Lauren Highleyman — Manager, Projects & Partnerships at Root Solutions
Lauren is a communicator and behavior change strategist with experience in strategic communication, fundraising, and project and event coordination for non-profits, public agencies, and higher education institutions. After studying environmental policy and economics at UC San Diego, she saw a need for greater evidence-informed decision making, programs, and communication in the non-profit space and returned to school at the University of Michigan for a Master of Science in Natural Resources & Environment.
After three very cold years in Michigan studying and teaching other students about behavior change for environmental stewardship, Lauren is applying her expertise at Root Solutions by helping non-profits, campuses, and government agencies use behavioral science to increase the efficiency and effectiveness of their initiatives.
What is the educational and career path that led to your current career?
While doing my undergraduate studies at UC San Diego, I knew I would dedicate my career to solving environmental problems. However it was not until I entered the full-time work force that I became fully aware of the importance of communication in doing so. Through working in various positions after college, I observed and grew fascinated by how much the success of any initiative depends on how information is framed and presented to the people involved.

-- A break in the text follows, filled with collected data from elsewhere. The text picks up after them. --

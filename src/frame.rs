//! Frame layer (spec §4.2, L2): splits/joins MySQL packets and enforces sequence-number
//! discipline. This module owns no sockets — it only turns bytes into logical messages and
//! back; [`crate::connection::stream`] drives it against the actual transport.

use crate::error::Error;

/// A frame header: 3-byte little-endian payload length, 1-byte sequence number (spec §3, §6).
pub const HEADER_LEN: usize = 4;

/// The maximum payload a single frame can carry; a logical message whose payload is exactly
/// this long is followed by another frame (spec §3).
pub const MAX_FRAME_PAYLOAD: usize = 0xFF_FFFF; // 2^24 - 1

pub const DEFAULT_INITIAL_BUFFER_SIZE: usize = 1024;
pub const DEFAULT_MAX_BUFFER_SIZE: usize = 64 * 1024 * 1024;

/// A fully reassembled logical message (spec §3, §4.2): one or more frames' payloads
/// concatenated, plus the bookkeeping the frame layer promises to expose.
#[derive(Debug, Clone)]
pub struct Message {
    pub payload: Vec<u8>,
    pub first_seqnum: u8,
    pub last_seqnum: u8,
    pub seqnum_mismatch: bool,
    /// What the shared [`SeqCounter`] held before this message's first frame was read, i.e.
    /// what `first_seqnum` was expected to be. Only meaningful when `seqnum_mismatch` is set.
    pub expected_first_seqnum: u8,
}

/// Sequence-number state shared by the reader and writer halves of one connection — spec §3
/// says the counter is continuous across logical messages unless explicitly reset (e.g. on
/// `reset-connection`, or at the start of a fresh command).
#[derive(Debug, Clone, Copy, Default)]
pub struct SeqCounter(pub u8);

impl SeqCounter {
    pub fn reset(&mut self) {
        self.0 = 0;
    }

    pub fn next(&mut self) -> u8 {
        let v = self.0;
        self.0 = self.0.wrapping_add(1);
        v
    }
}

/// Splits one logical payload into 4-byte-header frames, honoring the `2^24-1`-byte cap
/// (spec §4.2 Writer contract). Always emits at least one frame, even for an empty payload.
/// Advances `seq` by the number of frames written.
pub fn write_frames(payload: &[u8], seq: &mut SeqCounter, out: &mut Vec<u8>) {
    let mut remaining = payload;
    loop {
        let chunk_len = remaining.len().min(MAX_FRAME_PAYLOAD);
        let (chunk, rest) = remaining.split_at(chunk_len);

        out.extend_from_slice(&(chunk_len as u32).to_le_bytes()[..3]);
        out.push(seq.next());
        out.extend_from_slice(chunk);

        remaining = rest;
        if chunk_len < MAX_FRAME_PAYLOAD {
            break;
        }
    }
}

/// Decodes one `(payload_len, seqnum)` frame header. Returns `None` if fewer than
/// [`HEADER_LEN`] bytes are available (caller should read more and retry).
pub fn read_header(buf: &[u8]) -> Option<(usize, u8)> {
    if buf.len() < HEADER_LEN {
        return None;
    }
    let len = u32::from_le_bytes([buf[0], buf[1], buf[2], 0]) as usize;
    let seq = buf[3];
    Some((len, seq))
}

/// Incremental reassembler for the read side of the frame layer (spec §4.2 Reader contract).
///
/// Owns no socket; callers feed it bytes as they arrive (`feed`) and poll `try_take_message`
/// for completed messages. This mirrors the teacher's `MySqlStream` read-buffer split into
/// reserved/current-message/pending/free regions, but expressed as a plain growable `Vec<u8>`
/// cursor rather than hand-rolled buffer partitioning, since Rust's `Vec` + `split_off` gives
/// us that for free.
///
/// Sequence-number validation is driven by the single [`SeqCounter`] the caller passes into
/// [`Self::try_take_message`] — the same counter [`write_frames`] advances on the write side —
/// rather than by a second, independently-tracked expectation here. A connection's sequence
/// number is one value shared by both directions (spec §3): the server's reply continues
/// wherever the client's last write left off, so the reader has to see every write's advance
/// too, not just its own reads.
pub struct MessageReader {
    pending: Vec<u8>,
    max_buffer_size: usize,
    in_progress: Option<InProgress>,
}

struct InProgress {
    payload: Vec<u8>,
    first_seqnum: u8,
    expected_first_seqnum: u8,
    seqnum_mismatch: bool,
}

impl MessageReader {
    pub fn new(initial_capacity: usize, max_buffer_size: usize) -> Self {
        MessageReader {
            pending: Vec::with_capacity(initial_capacity),
            max_buffer_size,
            in_progress: None,
        }
    }

    /// Appends freshly-read bytes from the socket to the pending region.
    pub fn feed(&mut self, bytes: &[u8]) -> Result<(), Error> {
        if self.pending.len() + bytes.len() > self.max_buffer_size {
            return Err(Error::MaxBufferSizeExceeded {
                size: self.pending.len() + bytes.len(),
                max: self.max_buffer_size,
            });
        }
        self.pending.extend_from_slice(bytes);
        Ok(())
    }

    /// Attempts to advance the reassembly state machine as far as currently-pending bytes
    /// allow, returning a completed [`Message`] if one is ready. `seq` is advanced past every
    /// frame consumed, matching or not matching its prior value.
    pub fn try_take_message(&mut self, seq: &mut SeqCounter) -> Result<Option<Message>, Error> {
        loop {
            let Some((len, wire_seq)) = read_header(&self.pending) else {
                return Ok(None);
            };
            if self.pending.len() < HEADER_LEN + len {
                return Ok(None);
            }

            let frame_total = HEADER_LEN + len;
            let mut frame = self.pending.split_off(0);
            let remainder = frame.split_off(frame_total);
            let body = frame.split_off(HEADER_LEN);
            self.pending = remainder;

            let expected = seq.0;
            let mismatch = expected != wire_seq;
            seq.0 = wire_seq.wrapping_add(1);

            let is_final = len < MAX_FRAME_PAYLOAD;

            match self.in_progress.take() {
                None => {
                    if is_final {
                        return Ok(Some(Message {
                            payload: body,
                            first_seqnum: wire_seq,
                            last_seqnum: wire_seq,
                            seqnum_mismatch: mismatch,
                            expected_first_seqnum: expected,
                        }));
                    }
                    self.in_progress = Some(InProgress {
                        payload: body,
                        first_seqnum: wire_seq,
                        expected_first_seqnum: expected,
                        seqnum_mismatch: mismatch,
                    });
                }
                Some(mut accum) => {
                    accum.payload.extend_from_slice(&body);
                    accum.seqnum_mismatch |= mismatch;
                    if is_final {
                        return Ok(Some(Message {
                            payload: accum.payload,
                            first_seqnum: accum.first_seqnum,
                            last_seqnum: wire_seq,
                            seqnum_mismatch: accum.seqnum_mismatch,
                            expected_first_seqnum: accum.expected_first_seqnum,
                        }));
                    }
                    self.in_progress = Some(accum);
                }
            }
        }
    }
}

#[cfg(test)]
mod tests {
    use super::*;

    fn reassemble(payload: &[u8], start_seq: u8) -> Message {
        let mut seq = SeqCounter(start_seq);
        let mut wire = Vec::new();
        write_frames(payload, &mut seq, &mut wire);

        // Simulates the stream's single shared counter already having advanced to `start_seq`
        // via a prior write, the way `MySqlStream` threads one `SeqCounter` through both sides.
        let mut tracking = SeqCounter(start_seq);
        let mut reader = MessageReader::new(16, DEFAULT_MAX_BUFFER_SIZE);
        reader.feed(&wire).unwrap();
        reader
            .try_take_message(&mut tracking)
            .unwrap()
            .expect("one message")
    }

    #[test]
    fn frame_round_trip_small_payload() {
        let payload = b"hello sqlx-like world".to_vec();
        let msg = reassemble(&payload, 5);
        assert_eq!(msg.payload, payload);
        assert_eq!(msg.first_seqnum, 5);
        assert_eq!(msg.last_seqnum, 5);
        assert!(!msg.seqnum_mismatch);
    }

    #[test]
    fn large_frame_boundary_produces_two_frames() {
        let payload = vec![0xAB; MAX_FRAME_PAYLOAD];
        let mut seq = SeqCounter(0);
        let mut wire = Vec::new();
        write_frames(&payload, &mut seq, &mut wire);

        // data frame + empty trailer frame
        assert_eq!(wire.len(), HEADER_LEN + MAX_FRAME_PAYLOAD + HEADER_LEN);
        assert_eq!(seq.0, 2);

        let mut tracking = SeqCounter(0);
        let mut reader = MessageReader::new(16, DEFAULT_MAX_BUFFER_SIZE + 16);
        reader.feed(&wire).unwrap();
        let msg = reader.try_take_message(&mut tracking).unwrap().unwrap();
        assert_eq!(msg.payload.len(), MAX_FRAME_PAYLOAD);
        assert_eq!(msg.first_seqnum, 0);
        assert_eq!(msg.last_seqnum, 1);
    }

    #[test]
    fn sequence_wraps_at_0xff() {
        let payload = vec![0u8; MAX_FRAME_PAYLOAD + 10];
        let msg = reassemble(&payload, 0xFF);
        assert_eq!(msg.first_seqnum, 0xFF);
        assert_eq!(msg.last_seqnum, 0x00);
        assert!(!msg.seqnum_mismatch);
    }

    #[test]
    fn detects_sequence_mismatch_across_messages() {
        let mut reader = MessageReader::new(16, DEFAULT_MAX_BUFFER_SIZE);
        let mut tracking = SeqCounter(0);

        let mut seq = SeqCounter(0);
        let mut wire = Vec::new();
        write_frames(b"first", &mut seq, &mut wire);
        reader.feed(&wire).unwrap();
        let first = reader.try_take_message(&mut tracking).unwrap().unwrap();
        assert!(!first.seqnum_mismatch);
        assert_eq!(tracking.0, 1);

        // Skip a sequence number on purpose.
        let mut bad_wire = Vec::new();
        bad_wire.extend_from_slice(&2u32.to_le_bytes()[..3]);
        bad_wire.push(9); // should have been 1
        bad_wire.extend_from_slice(b"hi");
        reader.feed(&bad_wire).unwrap();
        let second = reader.try_take_message(&mut tracking).unwrap().unwrap();
        assert!(second.seqnum_mismatch);
        assert_eq!(second.expected_first_seqnum, 1);
    }

    #[test]
    fn a_write_advancing_the_shared_counter_is_honored_by_the_next_read() {
        // Mirrors establish(): the reader observes seq=0, then an intervening write (not
        // through this reader at all) advances the shared counter to 2, and the following
        // read at seq=2 must NOT be flagged as a mismatch.
        let mut reader = MessageReader::new(16, DEFAULT_MAX_BUFFER_SIZE);
        let mut shared = SeqCounter(0);

        let mut wire = Vec::new();
        write_frames(b"initial handshake", &mut SeqCounter(0), &mut wire);
        reader.feed(&wire).unwrap();
        let handshake = reader.try_take_message(&mut shared).unwrap().unwrap();
        assert!(!handshake.seqnum_mismatch);
        assert_eq!(shared.0, 1);

        // A write (handshake response) continues the shared counter to 2, exactly like
        // `MySqlStream::write_message` does.
        let mut response_wire = Vec::new();
        write_frames(b"handshake response", &mut shared, &mut response_wire);
        assert_eq!(shared.0, 2);

        let mut reply_wire = Vec::new();
        write_frames(b"ok", &mut SeqCounter(2), &mut reply_wire);
        reader.feed(&reply_wire).unwrap();
        let reply = reader.try_take_message(&mut shared).unwrap().unwrap();
        assert!(!reply.seqnum_mismatch);
    }

    #[test]
    fn empty_payload_still_emits_one_frame() {
        let mut seq = SeqCounter(0);
        let mut wire = Vec::new();
        write_frames(b"", &mut seq, &mut wire);
        assert_eq!(wire.len(), HEADER_LEN);
        assert_eq!(seq.0, 1);
    }

    #[test]
    fn feed_beyond_max_buffer_size_errors() {
        let mut reader = MessageReader::new(4, 8);
        assert!(matches!(
            reader.feed(&[0u8; 16]),
            Err(Error::MaxBufferSizeExceeded { .. })
        ));
    }
}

During this time I also realized that my efforts to drive less, eat sustainably produced food, and reduce my material consumption and waste are results of both experiential learning opportunities and moments when information was presented to me in ways persuasive enough to change both my opinions and behavior. It was realizing the importance of communication and education in my own journey that motivated me to go to graduate school to focus my career on environmental behavior, education, and communication.
What environmental issues are of most concern to you?
Picking one environmental issue that is of most concern is a tough one for me – because I see them all as being so interconnected! While the environmental issues that concern me are many, what connects them is my deep interest in mitigating them through education and communication practices that more effectively create behavior and policy change.
However if I have to pick one, I am especially interested in how we can make our food system healthier for both people and the planet, not only because of issues like climate change and soil degradation, but also because the food we eat has such important consequences for human well-being and our ability to grow the next generation of healthy, intelligent, thoughtful leaders!
What are your suggestions on how WEN members can become more involved in your sector of the environmental movement?
I encourage WEN members to try to attend a training about how to motivate positive environmental behavior change. We have so much data about environmental problems, as well as many of the technical and policy solutions available to mitigate them. The biggest challenge lies in being able to effectively communicate about those problems and solutions in ways that resonate with the values and motivators of your audience.
Fortunately, various fields — including behavioral science, environmental psychology and community-based social marketing — provide us with ways we can be more effective at achieving pro-environmental behavior change at scale! Root Solutions offers trainings and resources on this topic, and we are working on a book that will be published in 2020. There are also lots of free resources online about this topic; for example you can check out the Society of Conservation Biology’s Conservation Marketing & Engagement Group, SMANA (Social Marketing Association of North America), NNOCI (National Network for Ocean and Climate Change Interpretation), and BECC (Behavior, Energy and Climate Change). I’m happy to talk more with anyone interested in learning more about this field!